Por fim, se logo estaremos num patamar onde pessoas “normais” em busca de melhorias irão também fazer intervenções em seus corpos, o avanço terá seu preço. Há o perigo da futilização. Assim como hoje pode-se fazer tatuagens em cada esquina, as facilidades de mudanças na estrutura de nascimento podem beirar a banalização do corpo e o fetiche por alterações virar uma doença. Veja os viciados em cirurgia plástica e você terá ideia do que estou falando. Talvez no futuro, logo ali, ver alguém com um corpo sem intervenções seja tão difícil quanto passar por um jovem sem tatuagens.

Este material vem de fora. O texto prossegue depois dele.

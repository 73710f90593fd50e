//! Configuration
//!
//! Layered configuration (defaults, TOML file, `HOSTBUS__` environment
//! variables) loaded through Figment.

pub mod loader;
pub mod types;

pub use loader::ConfigLoader;
pub use types::*;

Além disso, o caminho também pode ser perdido. No mundo real, com a corrida econômica, a ganância das empresas e o fascínio da propaganda, tudo pode ser desvirtuado. Ainda, toda tecnologia gera resíduo, excessos e algum desvio também. A energia atômica originalmente tinha a intenção de ser usada para o bem, lembra? Nesse cenário mundano menos idealizado, as questões serão: O que faremos com pernas que correm tão rápido? Que chutam tão forte? Com ouvidos em sonar? Com olhos que enxergam tão longe? Que veem em raio x? Faremos o bem? Faremos o mal? Mas se tratando da raça humana, insaciável e desesperada, a mudança virá de qualquer forma. Será, como muitas coisas, inevitável, pois o ser humano quer sempre mais e nunca está satisfeito. Algo para se pensar no futuro próximo. O novo humano talvez esteja perto. Orgânico, eletrônico. Mais forte, mais rápido. Meio terra meio pedra meio metal. Um ciborgue, um semideus ou uma aberração. E quando isso acontecer, não será o homem artificial, mas sim o novo natural. Mas que no fim a inteligência com esses novos poderes é o que prevaleça... é o que esperamos.